Tatsächlich ist die Teilzeitarbeit seit den 70er-Jahren auf dem Vormarsch. Damals betrug die Quote 6,5%, heute arbeiten 30% aller Beschäftigten nicht in einer Vollzeitstelle. Rund 1,4 Millionen Beschäftigte arbeiten in Teilzeit, eine Million davon sind Frauen, aber nur 385.000 nennen die Betreuung von Kindern oder die Pflege als Grund für einen Teilzeit-Job. Ein wesentlicher Anteil sowohl bei Männern wie bei Frauen will aus verschiedenen Gründen, aber nicht wegen Betreuungspflichten, nicht Vollzeit arbeiten.  

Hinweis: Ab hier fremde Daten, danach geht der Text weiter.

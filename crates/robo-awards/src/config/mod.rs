use std::env;
use std::fmt;
use std::net::{IpAddr, SocketAddr};

use crate::awards::cutoff::Threshold;
use crate::awards::evaluation::{AwardRules, EligibilityConfig};
use crate::awards::grade::PartitionPolicy;
use crate::awards::program::ProgramCategory;

/// Distinguishes runtime behavior for different stages of the service.
#[derive(Debug, Clone, Copy, PartialEq, Eq)]
pub enum AppEnvironment {
    Development,
    Test,
    Production,
}

impl AppEnvironment {
    fn from_str(value: &str) -> Self {
        match value.trim().to_ascii_lowercase().as_str() {
            "prod" | "production" => Self::Production,
            "test" | "ci" => Self::Test,
            _ => Self::Development,
        }
    }
}

/// Top-level configuration for the application.
#[derive(Debug, Clone)]
pub struct AppConfig {
    pub environment: AppEnvironment,
    pub server: ServerConfig,
    pub telemetry: TelemetryConfig,
    pub program: ProgramCategory,
    pub eligibility: EligibilityConfig,
}

impl AppConfig {
    pub fn load() -> Result<Self, ConfigError> {
        dotenvy::dotenv().ok();

        let environment = AppEnvironment::from_str(
            &env::var("APP_ENV").unwrap_or_else(|_| "development".to_string()),
        );

        let host = env::var("APP_HOST").unwrap_or_else(|_| "127.0.0.1".to_string());
        let port = env::var("APP_PORT")
            .unwrap_or_else(|_| "3000".to_string())
            .parse::<u16>()
            .map_err(|_| ConfigError::InvalidPort)?;

        let log_level = env::var("APP_LOG_LEVEL").unwrap_or_else(|_| "info".to_string());

        let program = match env::var("APP_PROGRAM") {
            Ok(value) => ProgramCategory::parse(&value)
                .ok_or(ConfigError::InvalidProgram { value })?,
            Err(_) => ProgramCategory::default(),
        };

        Ok(Self {
            environment,
            server: ServerConfig { host, port },
            telemetry: TelemetryConfig { log_level },
            program,
            eligibility: load_eligibility()?,
        })
    }
}

fn load_eligibility() -> Result<EligibilityConfig, ConfigError> {
    let defaults = EligibilityConfig::default();

    let partition_policy = match env::var("AWARDS_GRADE_PARTITION") {
        Ok(value) => PartitionPolicy::parse(&value)
            .ok_or(ConfigError::InvalidPartition { value })?,
        Err(_) => defaults.partition_policy,
    };

    Ok(EligibilityConfig {
        all_around: AwardRules {
            threshold: threshold_var(
                "AWARDS_ALL_AROUND_THRESHOLD",
                defaults.all_around.threshold,
            )?,
            require_driver_score: flag_var(
                "AWARDS_ALL_AROUND_REQUIRES_DRIVER",
                defaults.all_around.require_driver_score,
            )?,
        },
        excellence: AwardRules {
            threshold: threshold_var(
                "AWARDS_EXCELLENCE_THRESHOLD",
                defaults.excellence.threshold,
            )?,
            require_driver_score: flag_var(
                "AWARDS_EXCELLENCE_REQUIRES_DRIVER",
                defaults.excellence.require_driver_score,
            )?,
        },
        partition_policy,
    })
}

/// Accepts either a fraction (`0.4`) or a whole percentage (`40`).
fn threshold_var(var: &'static str, default: Threshold) -> Result<Threshold, ConfigError> {
    let Ok(value) = env::var(var) else {
        return Ok(default);
    };

    let parsed = value
        .trim()
        .parse::<f64>()
        .map_err(|_| ConfigError::InvalidThreshold {
            var,
            value: value.clone(),
        })?;
    let fraction = if parsed > 1.0 { parsed / 100.0 } else { parsed };

    Threshold::from_fraction(fraction).map_err(|_| ConfigError::InvalidThreshold { var, value })
}

fn flag_var(var: &'static str, default: bool) -> Result<bool, ConfigError> {
    let Ok(value) = env::var(var) else {
        return Ok(default);
    };

    match value.trim().to_ascii_lowercase().as_str() {
        "1" | "true" | "yes" | "on" => Ok(true),
        "0" | "false" | "no" | "off" => Ok(false),
        _ => Err(ConfigError::InvalidFlag { var, value }),
    }
}

/// Settings controlling the HTTP server binding.
#[derive(Debug, Clone)]
pub struct ServerConfig {
    pub host: String,
    pub port: u16,
}

impl ServerConfig {
    pub fn socket_addr(&self) -> Result<SocketAddr, ConfigError> {
        if self.host.eq_ignore_ascii_case("localhost") {
            return Ok(SocketAddr::new(IpAddr::from([127, 0, 0, 1]), self.port));
        }

        let ip: IpAddr = self
            .host
            .parse()
            .map_err(|source| ConfigError::InvalidHost { source })?;

        Ok(SocketAddr::new(ip, self.port))
    }
}

/// Tracing and metrics controls.
#[derive(Debug, Clone)]
pub struct TelemetryConfig {
    pub log_level: String,
}

#[derive(Debug)]
pub enum ConfigError {
    InvalidPort,
    InvalidHost { source: std::net::AddrParseError },
    InvalidProgram { value: String },
    InvalidThreshold { var: &'static str, value: String },
    InvalidFlag { var: &'static str, value: String },
    InvalidPartition { value: String },
}

impl fmt::Display for ConfigError {
    fn fmt(&self, f: &mut fmt::Formatter<'_>) -> fmt::Result {
        match self {
            ConfigError::InvalidPort => write!(f, "APP_PORT must be a valid u16"),
            ConfigError::InvalidHost { .. } => {
                write!(f, "APP_HOST must parse to an IPv4 or IPv6 address")
            }
            ConfigError::InvalidProgram { value } => {
                write!(f, "APP_PROGRAM '{value}' is not a known program")
            }
            ConfigError::InvalidThreshold { var, value } => {
                write!(f, "{var} '{value}' must be a share strictly between 0 and 1")
            }
            ConfigError::InvalidFlag { var, value } => {
                write!(f, "{var} '{value}' must be true or false")
            }
            ConfigError::InvalidPartition { value } => {
                write!(
                    f,
                    "AWARDS_GRADE_PARTITION '{value}' must be 'binary' or 'per-band'"
                )
            }
        }
    }
}

impl std::error::Error for ConfigError {
    fn source(&self) -> Option<&(dyn std::error::Error + 'static)> {
        match self {
            ConfigError::InvalidHost { source } => Some(source),
            _ => None,
        }
    }
}

#[cfg(test)]
mod tests {
    use super::*;
    use std::sync::{Mutex, OnceLock};

    fn env_guard() -> &'static Mutex<()> {
        static GUARD: OnceLock<Mutex<()>> = OnceLock::new();
        GUARD.get_or_init(|| Mutex::new(()))
    }

    fn reset_env() {
        for var in [
            "APP_ENV",
            "APP_HOST",
            "APP_PORT",
            "APP_LOG_LEVEL",
            "APP_PROGRAM",
            "AWARDS_ALL_AROUND_THRESHOLD",
            "AWARDS_EXCELLENCE_THRESHOLD",
            "AWARDS_ALL_AROUND_REQUIRES_DRIVER",
            "AWARDS_EXCELLENCE_REQUIRES_DRIVER",
            "AWARDS_GRADE_PARTITION",
        ] {
            env::remove_var(var);
        }
    }

    #[test]
    fn load_uses_defaults_when_env_missing() {
        let _lock = env_guard().lock().expect("env mutex poisoned");
        reset_env();
        let config = AppConfig::load().expect("config loads with defaults");
        assert_eq!(config.environment, AppEnvironment::Development);
        assert_eq!(config.server.host, "127.0.0.1");
        assert_eq!(config.server.port, 3000);
        assert_eq!(config.telemetry.log_level, "info");
        assert_eq!(config.program, ProgramCategory::V5rc);
        assert_eq!(config.eligibility, EligibilityConfig::default());
    }

    #[test]
    fn accepts_localhost_host() {
        let _lock = env_guard().lock().expect("env mutex poisoned");
        reset_env();
        env::set_var("APP_HOST", "localhost");
        let config = AppConfig::load().expect("config loads");
        let addr = config.server.socket_addr().expect("localhost resolves");
        assert_eq!(addr, SocketAddr::new(IpAddr::from([127, 0, 0, 1]), 3000));
        reset_env();
    }

    #[test]
    fn award_rules_follow_environment() {
        let _lock = env_guard().lock().expect("env mutex poisoned");
        reset_env();
        env::set_var("AWARDS_EXCELLENCE_THRESHOLD", "35");
        env::set_var("AWARDS_ALL_AROUND_THRESHOLD", "0.6");
        env::set_var("AWARDS_EXCELLENCE_REQUIRES_DRIVER", "yes");
        env::set_var("AWARDS_GRADE_PARTITION", "per-band");
        env::set_var("APP_PROGRAM", "viqrc");

        let config = AppConfig::load().expect("config loads");
        assert_eq!(config.eligibility.excellence.threshold.basis_points(), 3_500);
        assert_eq!(config.eligibility.all_around.threshold.basis_points(), 6_000);
        assert!(config.eligibility.excellence.require_driver_score);
        assert!(config.eligibility.all_around.require_driver_score);
        assert_eq!(config.eligibility.partition_policy, PartitionPolicy::PerBand);
        assert_eq!(config.program, ProgramCategory::Viqrc);
        reset_env();
    }

    #[test]
    fn rejects_out_of_range_threshold() {
        let _lock = env_guard().lock().expect("env mutex poisoned");
        reset_env();
        env::set_var("AWARDS_EXCELLENCE_THRESHOLD", "150");

        let err = AppConfig::load().expect_err("threshold above 100% is rejected");
        assert!(matches!(
            err,
            ConfigError::InvalidThreshold {
                var: "AWARDS_EXCELLENCE_THRESHOLD",
                ..
            }
        ));
        reset_env();
    }

    #[test]
    fn rejects_unknown_flag_value() {
        let _lock = env_guard().lock().expect("env mutex poisoned");
        reset_env();
        env::set_var("AWARDS_ALL_AROUND_REQUIRES_DRIVER", "sometimes");

        let err = AppConfig::load().expect_err("flag must be boolean");
        assert_eq!(
            err.to_string(),
            "AWARDS_ALL_AROUND_REQUIRES_DRIVER 'sometimes' must be true or false"
        );
        reset_env();
    }
}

„Das wäre kein Problem, stünden wir nicht gleichzeitig vor einer Ballung an negativen Entwicklungen“, erläutert Buchmüller. So lässt die demografische Entwicklung das Angebot an Arbeitskräften bald noch kleiner werden. Wenn in dieser Situation noch mehr Menschen freiwillig kürzer arbeiten, könnte der wachsende Engpass an Mitarbeitern schon bald zu einem Abbau der Leistungen in den Unternehmen führen. Oder die Unternehmen gehen, wenn sie können, dorthin, wo die Arbeitskräfte sind.  

Dazu kommt: In Österreich wird schon jetzt insgesamt weniger gearbeitet. Zwar gibt es bei der Erwerbstätigkeit einen Rekord, das Arbeitsvolumen liegt aber unter dem Niveau von 2004. Noch dazu befindet sich Österreich bei der Produktivitätsentwicklung am untersten Ende der EU-Rankings.  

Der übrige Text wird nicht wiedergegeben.